> [Exercise] The records below need retyping in full; give them again exactly.

> [Recorded data]
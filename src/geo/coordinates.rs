use std::fmt;

/// A point on the Earth's surface, in degrees.
#[derive(Debug, Clone, Copy, Default, PartialEq)]
pub struct Coordinates {
    pub latitude_deg: f64,
    pub longitude_deg: f64,
}

impl Coordinates {
    pub fn new(latitude_deg: f64, longitude_deg: f64) -> Self {
        Self {
            latitude_deg,
            longitude_deg,
        }
    }

    /// Parse a `"lat, lon"` pair as given on the command line or in the config file.
    pub fn from_coordinates(coordinates: &str) -> Option<Self> {
        let parts: Vec<_> = coordinates.split(',').map(|s| s.trim()).collect();
        if parts.len() != 2 {
            return None;
        }
        let lat: f64 = parts[0].parse().ok()?;
        let lon: f64 = parts[1].parse().ok()?;
        if !lat.is_finite() || !lon.is_finite() {
            return None;
        }
        Some(Self::new(lat, lon))
    }

    pub fn lat_rad(&self) -> f64 {
        self.latitude_deg.to_radians()
    }

    pub fn lon_rad(&self) -> f64 {
        self.longitude_deg.to_radians()
    }
}

impl fmt::Display for Coordinates {
    fn fmt(&self, f: &mut fmt::Formatter<'_>) -> fmt::Result {
        write!(f, "{}, {}", self.latitude_deg, self.longitude_deg)
    }
}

> [Response area]
filename src/geo/coordinates.rs
use std::fmt;

/// A point on the Earth's surface, in degrees.
#[derive(Debug, Clone, Copy, Default, PartialEq)]
pub struct Coordinates {
    pub latitude_deg: f64,
    pub longitude_deg: f64,
}

impl Coordinates {
    pub fn new(latitude_deg: f64, longitude_deg: f64) -> Self {
        Self {
            latitude_deg,
            longitude_deg,
        }
    }

    /// Parse a `"lat, lon"` pair as given on the command line or in the config file.
    pub fn from_coordinates(coordinates: &str) -> Option<Self> {
        let parts: Vec<_> = coordinates.split(',').map(|s| s.trim()).collect();
        if parts.len() != 2 {
            return None;
        }
        let lat: f64 = parts[0].parse().ok()?;
        let lon: f64 = parts[1].parse().ok()?;
        if !lat.is_finite() || !lon.is_finite() {
            return None;
        }
        Some(Self::new(lat, lon))
    }

    pub fn lat_rad(&self) -> f64 {
        self.latitude_deg.to_radians()
    }

    pub fn lon_rad(&self) -> f64 {
        self.longitude_deg.to_radians()
    }
}

impl fmt::Display for Coordinates {
    fn fmt(&self, f: &mut fmt::Formatter<'_>) -> fmt::Result {
        write!(f, "{}, {}", self.latitude_deg, self.longitude_deg)
    }
}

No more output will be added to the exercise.